- Your objective
Check each line of the listing for the string "text", count the lines that have it, and answer with that number only.
━━━━━ Recorded information
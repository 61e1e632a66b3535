//! Extracts the single JSON object the agent CLI prints on stdout.

use crate::error::ExecutorError;
use serde::Deserialize;

#[derive(Debug, Deserialize)]
struct AgentOutput {
    session_id: Option<String>,
    #[serde(default)]
    messages: Vec<serde_json::Value>,
    #[serde(default)]
    error: Option<String>,
}

pub struct ParsedOutput {
    pub session_id: Option<String>,
    pub messages: Vec<serde_json::Value>,
}

/// Locate the first `{` and its matching last `}` in `stdout`, tolerating banner text
/// before or after, and parse the enclosed object. `stderr` is only used to build the
/// error when stdout holds nothing usable.
pub fn parse_agent_output(stdout: &[u8], stderr: &[u8]) -> Result<ParsedOutput, ExecutorError> {
    let stdout = String::from_utf8_lossy(stdout);
    let object = extract_json_object(&stdout).ok_or_else(|| stderr_failure(stderr))?;

    let parsed: AgentOutput =
        serde_json::from_str(object).map_err(|_| stderr_failure(stderr))?;

    if let Some(message) = parsed.error.filter(|e| !e.is_empty()) {
        let details = Some(serde_json::json!({ "error": message }));
        return Err(ExecutorError::ExecutionFailed { message, details });
    }

    Ok(ParsedOutput { session_id: parsed.session_id, messages: parsed.messages })
}

fn stderr_failure(stderr: &[u8]) -> ExecutorError {
    let text = String::from_utf8_lossy(stderr);
    let truncated: String = text.chars().take(1024).collect();
    ExecutorError::ExecutionFailed {
        message: "agent produced no usable output".to_string(),
        details: Some(serde_json::json!({ "stderr": truncated })),
    }
}

fn extract_json_object(text: &str) -> Option<&str> {
    let start = text.find('{')?;
    let end = text.rfind('}')?;
    if end < start {
        return None;
    }
    Some(&text[start..=end])
}

#[cfg(test)]
#[path = "parse_tests.rs"]
mod tests;
//! Builds the fixed-order argument list passed to the agent CLI.

use tether_wire::ExecuteOptions;

/// Build the argument vector for one execution. `session_id` is `Some` when the project
/// has a prior session to continue.
pub fn build_args(session_id: Option<&str>, cwd: &str, options: &ExecuteOptions, prompt: &str) -> Vec<String> {
    let mut args = Vec::new();

    if let Some(session_id) = session_id {
        args.push("--continue".to_string());
        args.push(session_id.to_string());
    }
    args.push("--cwd".to_string());
    args.push(cwd.to_string());

    if options.dangerous_permissions {
        args.push("--dangerously-skip-permissions".to_string());
    }
    for tool in &options.allowed_tools {
        args.push("--allowed-tool".to_string());
        args.push(tool.clone());
    }
    for tool in &options.disallowed_tools {
        args.push("--disallowed-tool".to_string());
        args.push(tool.clone());
    }
    if let Some(mcp_config) = &options.mcp_config {
        args.push("--mcp-config".to_string());
        args.push(mcp_config.clone());
    }
    if let Some(append) = &options.append_system_prompt {
        args.push("--append-system-prompt".to_string());
        args.push(append.clone());
    }
    if let Some(mode) = &options.permission_mode {
        args.push("--permission-mode".to_string());
        args.push(mode.clone());
    }
    if let Some(model) = &options.model {
        args.push("--model".to_string());
        args.push(model.clone());
    }
    if let Some(fallback) = &options.fallback_model {
        args.push("--fallback-model".to_string());
        args.push(fallback.clone());
    }
    for dir in &options.add_dirs {
        args.push("--add-dir".to_string());
        args.push(dir.clone());
    }
    if options.strict_mcp {
        args.push("--strict-mcp-config".to_string());
    }

    args.push(prompt.to_string());
    args
}

#[cfg(test)]
#[path = "command_tests.rs"]
mod tests;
━━━━━━━━━━
- Task solution
7